--- Try it ---
Return, from the material below, each line in which the word "occurred" is present.

--- Given entries ---
#####
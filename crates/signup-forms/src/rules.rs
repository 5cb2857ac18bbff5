//! Ordered submit rules
//!
//! The rules run in [`SignupRule::ORDER`] and stop at the first failure, so
//! an empty password is reported as too short even though two empty
//! passwords would match.

use crate::config::SignupFormConfig;
use crate::error::ValidationError;
use crate::field::SignupField;
use crate::state::FormState;
use crate::validators::{EmailValidator, MinLengthValidator};
use serde::{Deserialize, Serialize};

/// One check in the submit path.
#[derive(Debug, Clone, Copy, PartialEq, Eq, Serialize, Deserialize)]
#[serde(rename_all = "snake_case")]
pub enum SignupRule {
	EmailFormat,
	PasswordLength,
	PasswordMatch,
}

impl SignupRule {
	pub const ORDER: [SignupRule; 3] = [
		SignupRule::EmailFormat,
		SignupRule::PasswordLength,
		SignupRule::PasswordMatch,
	];

	pub fn as_str(&self) -> &'static str {
		match self {
			SignupRule::EmailFormat => "email_format",
			SignupRule::PasswordLength => "password_length",
			SignupRule::PasswordMatch => "password_match",
		}
	}

	/// Fields the rule reads.
	pub fn fields(&self) -> &'static [SignupField] {
		match self {
			SignupRule::EmailFormat => &[SignupField::Email],
			SignupRule::PasswordLength => &[SignupField::Password],
			SignupRule::PasswordMatch => &[SignupField::Password, SignupField::ConfirmPassword],
		}
	}
}

/// Runs the submit rules against a [`FormState`].
#[derive(Debug, Clone)]
pub struct SignupValidator {
	email: EmailValidator,
	password_length: MinLengthValidator,
}

impl SignupValidator {
	/// # Examples
	///
	/// ```
	/// use signup_forms::{FormState, SignupField, SignupFormConfig, SignupValidator, ValidationError};
	///
	/// let validator = SignupValidator::new(&SignupFormConfig::default());
	/// let state = FormState::new().with_field(SignupField::Email, "selena@gmail.com");
	///
	/// assert_eq!(
	///     validator.validate(&state),
	///     Err(ValidationError::PasswordTooShort { min_length: 5 })
	/// );
	/// ```
	pub fn new(config: &SignupFormConfig) -> Self {
		Self {
			email: EmailValidator::new(),
			password_length: MinLengthValidator::new(config.min_password_length),
		}
	}

	pub fn min_password_length(&self) -> usize {
		self.password_length.min_length()
	}

	/// Run every rule in order; the first failure wins.
	pub fn validate(&self, state: &FormState) -> Result<(), ValidationError> {
		SignupRule::ORDER
			.iter()
			.try_for_each(|rule| self.check(*rule, state))
	}

	/// Run a single rule.
	pub fn check(&self, rule: SignupRule, state: &FormState) -> Result<(), ValidationError> {
		match rule {
			SignupRule::EmailFormat => self
				.email
				.validate(&state.email)
				.map_err(|_| ValidationError::InvalidEmail),
			SignupRule::PasswordLength => self.password_length.validate(&state.password).map_err(
				|_| ValidationError::PasswordTooShort {
					min_length: self.min_password_length(),
				},
			),
			SignupRule::PasswordMatch => {
				if state.password == state.confirm_password {
					Ok(())
				} else {
					Err(ValidationError::PasswordMismatch)
				}
			}
		}
	}
}

impl Default for SignupValidator {
	fn default() -> Self {
		Self::new(&SignupFormConfig::default())
	}
}
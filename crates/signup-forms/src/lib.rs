//! Signup form state and validation
//!
//! This crate provides the non-visual half of the signup form:
//! - Typed field identifiers with their labels, DOM ids and widgets
//! - An immutable-update `FormState` record for the three inputs
//! - Email and minimum-length validators
//! - The ordered, short-circuiting rule chain run on submit
//! - `SignupForm`, which owns the state and the single error slot
//! - TOML-loadable configuration and serializable form metadata
//!
//! ## Example
//!
//! ```
//! use signup_forms::{SignupField, SignupForm, SubmitOutcome};
//!
//! let mut form = SignupForm::new();
//! form.on_field_change(SignupField::Email, "selena@gmail.com");
//! form.on_field_change(SignupField::Password, "12345");
//! form.on_field_change(SignupField::ConfirmPassword, "12345");
//!
//! assert_eq!(form.on_submit(), SubmitOutcome::Accepted);
//! assert_eq!(form.error_message(), None);
//! ```

pub mod config;
pub mod error;
pub mod field;
pub mod form;
pub mod metadata;
pub mod rules;
pub mod state;
pub mod validators;

pub use config::SignupFormConfig;
pub use error::{FieldError, FieldResult, FormError, FormResult, ValidationError};
pub use field::{SignupField, Widget};
pub use form::{FormPhase, SignupForm, SubmitOutcome};
pub use metadata::{FieldMetadata, FormMetadata, RuleMetadata};
pub use rules::{SignupRule, SignupValidator};
pub use state::FormState;
pub use validators::{EmailValidator, MinLengthValidator};
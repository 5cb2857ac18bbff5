//! Headless screen for UI behavior tests
//!
//! [`Screen`] mounts a [`SignupPage`] and answers DOM-style queries against
//! its rendered view: inputs are found through their associated label,
//! buttons by role, and messages by text. [`user_event`] drives the page the
//! way a user would, one keystroke at a time.
//!
//! ## Example
//!
//! ```
//! use signup_pages::testing::{Role, Screen, TextMatch, user_event};
//!
//! let mut screen = Screen::render_default();
//! let email = screen.get_by_label_text(&TextMatch::exact("Email address")).unwrap();
//! user_event::type_text(&mut screen, &email, "selenagmail.com").unwrap();
//!
//! let button = screen.get_by_role(Role::Button).unwrap();
//! user_event::click(&mut screen, &button).unwrap();
//!
//! let message = screen.query_by_text(&TextMatch::insensitive("the email you entered is invalid"));
//! assert!(message.is_some());
//! ```

use crate::component::{Component, ElementView, View};
use crate::signup::{EventResponse, SignupPage, UiEvent};
use regex::Regex;
use signup_forms::FormError;

/// Errors raised by screen queries and user events.
#[derive(Debug, thiserror::Error)]
pub enum QueryError {
	#[error("Unable to find an element {0}")]
	NotFound(String),
	#[error("Found multiple elements {0}")]
	Multiple(String),
	#[error("Label {label:?} is not associated with any form control")]
	UnlabelledControl { label: String },
	#[error("Event dispatch failed: {0}")]
	Dispatch(#[from] FormError),
}

pub type QueryResult<T> = Result<T, QueryError>;

/// How text is compared in queries.
#[derive(Debug, Clone)]
pub enum TextMatch {
	/// Whole-string match after trimming and collapsing whitespace
	Exact(String),
	/// Case-insensitive substring match
	Insensitive(String),
	/// Regular expression match
	Pattern(Regex),
}

impl TextMatch {
	pub fn exact(text: impl Into<String>) -> Self {
		TextMatch::Exact(text.into())
	}

	pub fn insensitive(text: impl Into<String>) -> Self {
		TextMatch::Insensitive(text.into())
	}

	pub fn pattern(pattern: &str) -> Result<Self, regex::Error> {
		Ok(TextMatch::Pattern(Regex::new(pattern)?))
	}

	/// Whether `text` satisfies this matcher.
	///
	/// # Examples
	///
	/// ```
	/// use signup_pages::testing::TextMatch;
	///
	/// assert!(TextMatch::exact("Password").matches("  Password "));
	/// assert!(!TextMatch::exact("Password").matches("Confirm Password"));
	/// assert!(TextMatch::insensitive("confirm password").matches("Confirm Password"));
	/// ```
	pub fn matches(&self, text: &str) -> bool {
		let normalized = normalize(text);
		match self {
			TextMatch::Exact(expected) => normalized == normalize(expected),
			TextMatch::Insensitive(needle) => normalized
				.to_lowercase()
				.contains(&normalize(needle).to_lowercase()),
			TextMatch::Pattern(regex) => regex.is_match(&normalized),
		}
	}

	fn describe(&self) -> String {
		match self {
			TextMatch::Exact(text) => format!("{text:?}"),
			TextMatch::Insensitive(text) => format!("/{text}/i"),
			TextMatch::Pattern(regex) => format!("/{}/", regex.as_str()),
		}
	}
}

fn normalize(text: &str) -> String {
	text.split_whitespace().collect::<Vec<_>>().join(" ")
}

/// ARIA role used by [`Screen::get_by_role`].
#[derive(Debug, Clone, Copy, PartialEq, Eq)]
pub enum Role {
	Button,
}

impl Role {
	fn matches(&self, element: &ElementView) -> bool {
		let input_type = element.get_attr("type").unwrap_or("text");
		match (self, element.tag_name()) {
			(Role::Button, "button") => true,
			(Role::Button, "input") => matches!(input_type, "submit" | "button" | "reset"),
			_ => false,
		}
	}
}

/// Handle to a form control found on the screen.
#[derive(Debug, Clone, PartialEq, Eq)]
pub struct InputHandle {
	pub id: String,
	pub name: String,
	pub input_type: String,
}

/// Handle to a button found on the screen.
#[derive(Debug, Clone, PartialEq, Eq)]
pub struct ButtonHandle {
	pub text: String,
	pub button_type: String,
	pub disabled: bool,
}

impl ButtonHandle {
	pub fn is_enabled(&self) -> bool {
		!self.disabled
	}
}

/// A mounted page plus query helpers.
#[derive(Debug)]
pub struct Screen {
	page: SignupPage,
}

impl Screen {
	pub fn render(page: SignupPage) -> Self {
		tracing::trace!(component = SignupPage::name(), "rendering screen");
		Self { page }
	}

	pub fn render_default() -> Self {
		Self::render(SignupPage::new())
	}

	pub fn page(&self) -> &SignupPage {
		&self.page
	}

	pub fn view(&self) -> View {
		self.page.render()
	}

	/// Find the single form control whose label text matches.
	pub fn get_by_label_text(&self, matcher: &TextMatch) -> QueryResult<InputHandle> {
		let view = self.view();
		let elements = view.elements();

		let labels: Vec<&ElementView> = elements
			.iter()
			.copied()
			.filter(|el| el.tag_name() == "label" && matcher.matches(&el.text_content()))
			.collect();

		let label = single(labels, || format!("with the label text {}", matcher.describe()))?;
		let unlabelled = || QueryError::UnlabelledControl {
			label: label.text_content(),
		};
		let target = label.get_attr("for").ok_or_else(unlabelled)?;

		let control = elements
			.iter()
			.find(|el| is_form_control(el) && el.get_attr("id") == Some(target))
			.ok_or_else(unlabelled)?;

		Ok(InputHandle {
			id: target.to_string(),
			name: control.get_attr("name").unwrap_or_default().to_string(),
			input_type: control.get_attr("type").unwrap_or("text").to_string(),
		})
	}

	/// Find the single element with `role`.
	pub fn get_by_role(&self, role: Role) -> QueryResult<ButtonHandle> {
		let view = self.view();
		let matching: Vec<&ElementView> = view
			.elements()
			.into_iter()
			.filter(|el| role.matches(el))
			.collect();

		let element = single(matching, || format!("with the role {role:?}"))?;
		Ok(ButtonHandle {
			text: normalize(&element.text_content()),
			button_type: element.get_attr("type").unwrap_or("submit").to_string(),
			disabled: element.get_attr("disabled").is_some(),
		})
	}

	/// Text of the first element whose own text matches, if any.
	pub fn query_by_text(&self, matcher: &TextMatch) -> Option<String> {
		self.view()
			.elements()
			.into_iter()
			.map(ElementView::own_text)
			.find(|text| !text.trim().is_empty() && matcher.matches(text))
	}

	/// Like [`Screen::query_by_text`], but missing text is an error.
	pub fn get_by_text(&self, matcher: &TextMatch) -> QueryResult<String> {
		self.query_by_text(matcher)
			.ok_or_else(|| QueryError::NotFound(format!("with the text {}", matcher.describe())))
	}

	/// Current `value` of a control.
	pub fn input_value(&self, input: &InputHandle) -> QueryResult<String> {
		let view = self.view();
		view.elements()
			.into_iter()
			.find(|el| is_form_control(el) && el.get_attr("id") == Some(input.id.as_str()))
			.map(|el| el.get_attr("value").unwrap_or_default().to_string())
			.ok_or_else(|| QueryError::NotFound(format!("with the id {:?}", input.id)))
	}

	fn dispatch(&mut self, event: UiEvent) -> QueryResult<EventResponse> {
		Ok(self.page.dispatch(event)?)
	}
}

fn is_form_control(element: &ElementView) -> bool {
	matches!(element.tag_name(), "input" | "textarea" | "select")
}

fn single<'a>(
	mut found: Vec<&'a ElementView>,
	describe: impl Fn() -> String,
) -> QueryResult<&'a ElementView> {
	match found.len() {
		0 => Err(QueryError::NotFound(describe())),
		1 => Ok(found.remove(0)),
		_ => Err(QueryError::Multiple(describe())),
	}
}

/// User interactions against a [`Screen`].
pub mod user_event {
	use super::{ButtonHandle, InputHandle, QueryResult, Screen};
	use crate::signup::{EventResponse, UiEvent};

	/// Type `text` into `input`, appending one character per input event.
	pub fn type_text(screen: &mut Screen, input: &InputHandle, text: &str) -> QueryResult<()> {
		let mut value = screen.input_value(input)?;
		for ch in text.chars() {
			value.push(ch);
			screen.dispatch(UiEvent::input(input.name.clone(), value.clone()))?;
		}
		Ok(())
	}

	/// Replace the whole value of `input` with a single input event.
	pub fn clear_and_type(screen: &mut Screen, input: &InputHandle, text: &str) -> QueryResult<()> {
		screen.dispatch(UiEvent::input(input.name.clone(), text))?;
		Ok(())
	}

	/// Click `button`. Disabled buttons and non-submit buttons do nothing.
	pub fn click(screen: &mut Screen, button: &ButtonHandle) -> QueryResult<EventResponse> {
		if button.disabled || button.button_type != "submit" {
			return Ok(EventResponse::default());
		}
		screen.dispatch(UiEvent::Submit)
	}
}
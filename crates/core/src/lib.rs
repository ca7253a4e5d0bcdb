pub mod commerce;
pub mod config;
pub mod domain;
pub mod errors;

pub use config::{AppConfig, LlmProvider, LoadOptions};
pub use domain::catalog::{Category, Product, ProductQuery};
pub use domain::conversation::{CartItem, Channel, ChatMessage, ChatRole, ConversationState, Intent};
pub use domain::customer::{CustomerId, CustomerProfile};
pub use domain::loyalty::{Coupon, LoyaltyTier};
pub use domain::order::{Order, OrderId, OrderStatus};
pub use errors::{ApplicationError, DomainError, InterfaceError};
use std::collections::HashSet;
use std::sync::Arc;

use rand::seq::SliceRandom;
use rust_decimal::Decimal;
use serde::{Deserialize, Serialize};
use serde_json::{json, Value};
use tracing::{debug, warn};

use shopwise_core::commerce::loyalty::format_inr_whole;
use shopwise_core::commerce::recommend::{
    collaborative_scores, complementary, filter_products, rank_by_rating, trending, Preferences,
    Recommendation,
};
use shopwise_core::domain::catalog::{Category, Product, ProductQuery};
use shopwise_core::domain::conversation::CartItem;
use shopwise_core::domain::customer::{CustomerId, PurchaseRecord};
use shopwise_db::Storage;

use crate::llm::{complete_json, LlmClient, LlmRequest};
use crate::prompts::PromptLibrary;
use crate::tools::{object_schema, tool, ToolError, ToolRegistry};

pub const NAME: &str = "recommendation";

pub const ROLE: &str = "You are a specialist product recommendation assistant.
Your job is to help customers find products they'll love.

When recommending products:
1. ALWAYS use the recommend_products tool with proper parameters
2. Extract categories from the user's message (Footwear, Clothing, Electronics, Accessories)
3. Set reasonable preferences (max_price, min_rating if mentioned)
4. Include the user's context in the context parameter
5. Present the results in a friendly, conversational way with product names, prices, and why they're great

NEVER just say you'll help: ALWAYS call the tool and show actual products.

Be friendly, enthusiastic, and helpful!";

const RANKING_SYSTEM: &str =
    "You are a helpful product recommendation assistant that always returns valid JSON.";
const RANKING_CANDIDATES: usize = 10;
const PAST_PURCHASE_SUMMARY: usize = 5;

pub struct RecommendationTools {
    storage: Storage,
    llm: Arc<dyn LlmClient>,
    prompts: Arc<PromptLibrary>,
}

/// Preferences as the model sends them. Category names are matched
/// case-insensitively and unknown ones are dropped.
#[derive(Clone, Debug, Default, Deserialize)]
#[serde(default)]
pub struct PreferenceArgs {
    #[serde(alias = "categories")]
    pub favorite_categories: Vec<String>,
    pub max_price: Option<Decimal>,
    pub min_rating: Option<f64>,
    pub keywords: Vec<String>,
}

impl From<PreferenceArgs> for Preferences {
    fn from(args: PreferenceArgs) -> Self {
        Self {
            favorite_categories: args
                .favorite_categories
                .iter()
                .filter_map(|name| name.parse().ok())
                .collect(),
            max_price: args.max_price,
            min_rating: args.min_rating,
            keywords: args.keywords,
        }
    }
}

#[derive(Debug, Deserialize)]
pub struct RecommendArgs {
    #[serde(default)]
    pub preferences: PreferenceArgs,
    #[serde(default)]
    pub context: String,
    #[serde(default)]
    pub customer_id: Option<String>,
    #[serde(default = "default_count")]
    pub count: usize,
}

fn default_count() -> usize {
    5
}

#[derive(Clone, Copy, Debug, PartialEq, Eq, Serialize)]
#[serde(rename_all = "snake_case")]
pub enum RankedBy {
    Model,
    Rating,
}

#[derive(Debug, Serialize)]
pub struct RecommendReport {
    pub recommendations: Vec<Recommendation>,
    pub ranked_by: RankedBy,
    pub message: String,
}

#[derive(Debug, Deserialize)]
struct RankingReply {
    recommendations: Vec<RankedPick>,
}

#[derive(Debug, Deserialize)]
struct RankedPick {
    sku: String,
    reason: String,
    #[serde(default)]
    selling_point: Option<String>,
}

#[derive(Debug, Deserialize)]
pub struct CartEntry {
    pub sku: String,
    #[serde(default)]
    pub category: Option<String>,
}

#[derive(Debug, Deserialize)]
pub struct ComplementaryArgs {
    #[serde(default)]
    pub cart_items: Vec<CartEntry>,
}

#[derive(Debug, Deserialize)]
pub struct TrendingArgs {
    #[serde(default)]
    pub category: Option<String>,
    #[serde(default = "default_count")]
    pub count: usize,
}

#[derive(Debug, Serialize)]
pub struct ProductList {
    pub products: Vec<Product>,
    pub message: String,
}

impl RecommendationTools {
    pub fn new(storage: Storage, llm: Arc<dyn LlmClient>, prompts: Arc<PromptLibrary>) -> Self {
        Self { storage, llm, prompts }
    }

    async fn catalogue(&self) -> Result<Vec<Product>, ToolError> {
        Ok(self.storage.catalog.list_products(&ProductQuery::default()).await?)
    }

    /// Filter, pick candidates (purchase-history scoring for known
    /// customers, a random sample otherwise), then rank with the model.
    pub async fn recommend(&self, args: RecommendArgs) -> Result<RecommendReport, ToolError> {
        let count = args.count.clamp(1, 20);
        let preferences = Preferences::from(args.preferences);
        let catalogue = self.catalogue().await?;
        let filtered = filter_products(&catalogue, &preferences);

        let past_purchases = match args.customer_id.as_deref().map(str::trim) {
            Some(id) if !id.is_empty() => {
                self.storage.customers.purchase_history(&CustomerId(id.to_string())).await?
            }
            _ => Vec::new(),
        };

        let chosen: HashSet<String> = if past_purchases.is_empty() {
            let mut rng = rand::thread_rng();
            filtered
                .choose_multiple(&mut rng, (count * 2).min(filtered.len()))
                .map(|product| product.sku.clone())
                .collect()
        } else {
            collaborative_scores(&past_purchases, &filtered).into_iter().collect()
        };
        let candidates: Vec<Product> =
            filtered.into_iter().filter(|product| chosen.contains(&product.sku)).collect();

        debug!(
            event_name = "agent.recommendation.candidates",
            candidates = candidates.len(),
            history = past_purchases.len(),
            "recommendation candidates selected"
        );

        let (recommendations, ranked_by) = if candidates.is_empty() {
            (Vec::new(), RankedBy::Rating)
        } else {
            match self.rank(&candidates, &preferences, &args.context, &past_purchases, count).await {
                Some(ranked) => (ranked, RankedBy::Model),
                None => (rank_by_rating(&candidates, count), RankedBy::Rating),
            }
        };

        let message = recommendation_message(&recommendations);
        Ok(RecommendReport { recommendations, ranked_by, message })
    }

    /// Model ranking. `None` when the model fails or picks nothing usable.
    async fn rank(
        &self,
        candidates: &[Product],
        preferences: &Preferences,
        context: &str,
        past_purchases: &[PurchaseRecord],
        count: usize,
    ) -> Option<Vec<Recommendation>> {
        let summary = past_purchases
            .iter()
            .take(PAST_PURCHASE_SUMMARY)
            .map(|purchase| purchase.product_name.as_str())
            .collect::<Vec<_>>()
            .join(", ");
        let listing: Vec<Value> = candidates
            .iter()
            .take(RANKING_CANDIDATES)
            .map(|product| {
                json!({
                    "sku": product.sku,
                    "name": product.name,
                    "category": product.category,
                    "price": product.price,
                    "rating": product.rating,
                    "tags": product.tags,
                })
            })
            .collect();
        let preferences = serde_json::to_value(preferences).unwrap_or(Value::Null);

        let prompt = match self.prompts.ranking(
            count,
            context,
            &preferences,
            &summary,
            &Value::Array(listing),
        ) {
            Ok(prompt) => prompt,
            Err(error) => {
                warn!(event_name = "agent.recommendation.prompt_failed", error = %error, "ranking prompt failed");
                return None;
            }
        };

        let request = LlmRequest::new(RANKING_SYSTEM).with_user(prompt).json();
        let reply: RankingReply = match complete_json(self.llm.as_ref(), &request).await {
            Ok(reply) => reply,
            Err(error) => {
                warn!(
                    event_name = "agent.recommendation.ranking_failed",
                    error = %error,
                    "model ranking failed, ranking by rating"
                );
                return None;
            }
        };

        let ranked: Vec<Recommendation> = reply
            .recommendations
            .into_iter()
            .filter_map(|pick| {
                let sku = pick.sku.trim().to_ascii_uppercase();
                candidates.iter().find(|product| product.sku == sku).map(|product| Recommendation {
                    product: product.clone(),
                    recommendation_reason: pick.reason,
                    selling_point: pick.selling_point,
                })
            })
            .take(count)
            .collect();

        (!ranked.is_empty()).then_some(ranked)
    }

    pub async fn complementary(&self, args: ComplementaryArgs) -> Result<ProductList, ToolError> {
        let catalogue = self.catalogue().await?;
        let cart: Vec<CartItem> = args
            .cart_items
            .iter()
            .filter_map(|entry| {
                let sku = super::inventory::normalize_sku(&entry.sku);
                if let Some(product) = catalogue.iter().find(|product| product.sku == sku) {
                    return Some(CartItem::from_product(product, 1));
                }
                let category = entry.category.as_deref()?.parse::<Category>().ok()?;
                Some(CartItem {
                    sku,
                    name: String::new(),
                    price: Decimal::ZERO,
                    quantity: 1,
                    category: Some(category),
                })
            })
            .collect();

        let products = complementary(&cart, &catalogue);
        let message = if products.is_empty() {
            "No complementary products found for this cart.".to_string()
        } else {
            product_lines("✨ **Goes well with your cart:**", &products)
        };
        Ok(ProductList { products, message })
    }

    pub async fn trending(&self, args: TrendingArgs) -> Result<ProductList, ToolError> {
        let category = match args.category.as_deref().map(str::trim) {
            None | Some("") => None,
            Some(name) => Some(name.parse::<Category>().map_err(|error| {
                ToolError::InvalidArguments {
                    tool: "get_trending_products".to_string(),
                    message: error.to_string(),
                }
            })?),
        };
        let products = trending(&self.catalogue().await?, category, args.count.clamp(1, 20));
        let heading = match category {
            Some(category) => format!("🔥 **Trending in {category}:**"),
            None => "🔥 **Trending now:**".to_string(),
        };
        Ok(ProductList { message: product_lines(&heading, &products), products })
    }
}
use thiserror::Error;

use crate::domain::order::OrderStatus;
use crate::domain::payment::PaymentStatus;

#[derive(Clone, Debug, Error, PartialEq, Eq)]
pub enum DomainError {
    #[error("invalid order transition from {from:?} to {to:?}")]
    InvalidOrderTransition { from: OrderStatus, to: OrderStatus },
    #[error("invalid payment transition from {from:?} to {to:?}")]
    InvalidPaymentTransition { from: PaymentStatus, to: PaymentStatus },
    #[error("unknown {kind} `{value}`")]
    UnknownValue { kind: &'static str, value: String },
    #[error("domain invariant violation: {0}")]
    InvariantViolation(String),
}

#[derive(Clone, Debug, Error, PartialEq, Eq)]
pub enum ApplicationError {
    #[error(transparent)]
    Domain(#[from] DomainError),
    #[error("persistence failure: {0}")]
    Persistence(String),
    #[error("integration failure: {0}")]
    Integration(String),
    #[error("configuration failure: {0}")]
    Configuration(String),
}

#[derive(Clone, Debug, Error, PartialEq, Eq)]
pub enum InterfaceError {
    #[error("bad request: {message}")]
    BadRequest { message: String, correlation_id: String },
    #[error("service unavailable: {message}")]
    ServiceUnavailable { message: String, correlation_id: String },
    #[error("internal error: {message}")]
    Internal { message: String, correlation_id: String },
}

impl InterfaceError {
    pub fn user_message(&self) -> &'static str {
        match self {
            Self::BadRequest { .. } => {
                "The request could not be processed. Check inputs and try again."
            }
            Self::ServiceUnavailable { .. } => {
                "The service is temporarily unavailable. Please retry shortly."
            }
            Self::Internal { .. } => "An unexpected internal error occurred.",
        }
    }

    pub fn correlation_id(&self) -> &str {
        match self {
            Self::BadRequest { correlation_id, .. }
            | Self::ServiceUnavailable { correlation_id, .. }
            | Self::Internal { correlation_id, .. } => correlation_id,
        }
    }
}

impl ApplicationError {
    pub fn into_interface(self, correlation_id: impl Into<String>) -> InterfaceError {
        let correlation_id = correlation_id.into();
        let mut mapped = InterfaceError::from(self);
        match &mut mapped {
            InterfaceError::BadRequest { correlation_id: id, .. }
            | InterfaceError::ServiceUnavailable { correlation_id: id, .. }
            | InterfaceError::Internal { correlation_id: id, .. } => *id = correlation_id,
        }
        mapped
    }
}

impl From<ApplicationError> for InterfaceError {
    fn from(value: ApplicationError) -> Self {
        match value {
            ApplicationError::Domain(_) => Self::BadRequest {
                message: "domain validation failed".to_owned(),
                correlation_id: "unassigned".to_owned(),
            },
            ApplicationError::Persistence(message) | ApplicationError::Integration(message) => {
                Self::ServiceUnavailable { message, correlation_id: "unassigned".to_owned() }
            }
            ApplicationError::Configuration(message) => {
                Self::Internal { message, correlation_id: "unassigned".to_owned() }
            }
        }
    }
}

#[cfg(test)]
mod tests {
    use crate::domain::order::OrderStatus;
    use crate::errors::{ApplicationError, DomainError, InterfaceError};

    #[test]
    fn domain_error_maps_to_bad_request_interface_error() {
        let interface = ApplicationError::from(DomainError::InvalidOrderTransition {
            from: OrderStatus::Delivered,
            to: OrderStatus::Cancelled,
        })
        .into_interface("req-1");

        assert!(matches!(
            interface,
            InterfaceError::BadRequest {
                ref correlation_id,
                ..
            } if correlation_id == "req-1"
        ));
        assert_eq!(interface.correlation_id(), "req-1");
    }

    #[test]
    fn bad_request_has_user_safe_message() {
        let interface = ApplicationError::from(DomainError::InvariantViolation(
            "cart is empty".to_owned(),
        ))
        .into_interface("req-2");

        assert_eq!(
            interface.user_message(),
            "The request could not be processed. Check inputs and try again."
        );
    }

    #[test]
    fn persistence_error_maps_to_service_unavailable() {
        let interface = ApplicationError::Persistence("database lock timeout".to_owned())
            .into_interface("req-3");

        assert!(matches!(interface, InterfaceError::ServiceUnavailable { .. }));
        assert_eq!(
            interface.user_message(),
            "The service is temporarily unavailable. Please retry shortly."
        );
    }

    #[test]
    fn configuration_error_maps_to_internal() {
        let interface =
            ApplicationError::Configuration("missing api key".to_owned()).into_interface("req-4");

        assert!(matches!(interface, InterfaceError::Internal { .. }));
        assert_eq!(interface.user_message(), "An unexpected internal error occurred.");
    }
}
#####
--- Output for this exercise ---
            Self::Internal { .. } => "An unexpected internal error occurred.",
        assert_eq!(interface.user_message(), "An unexpected internal error occurred.");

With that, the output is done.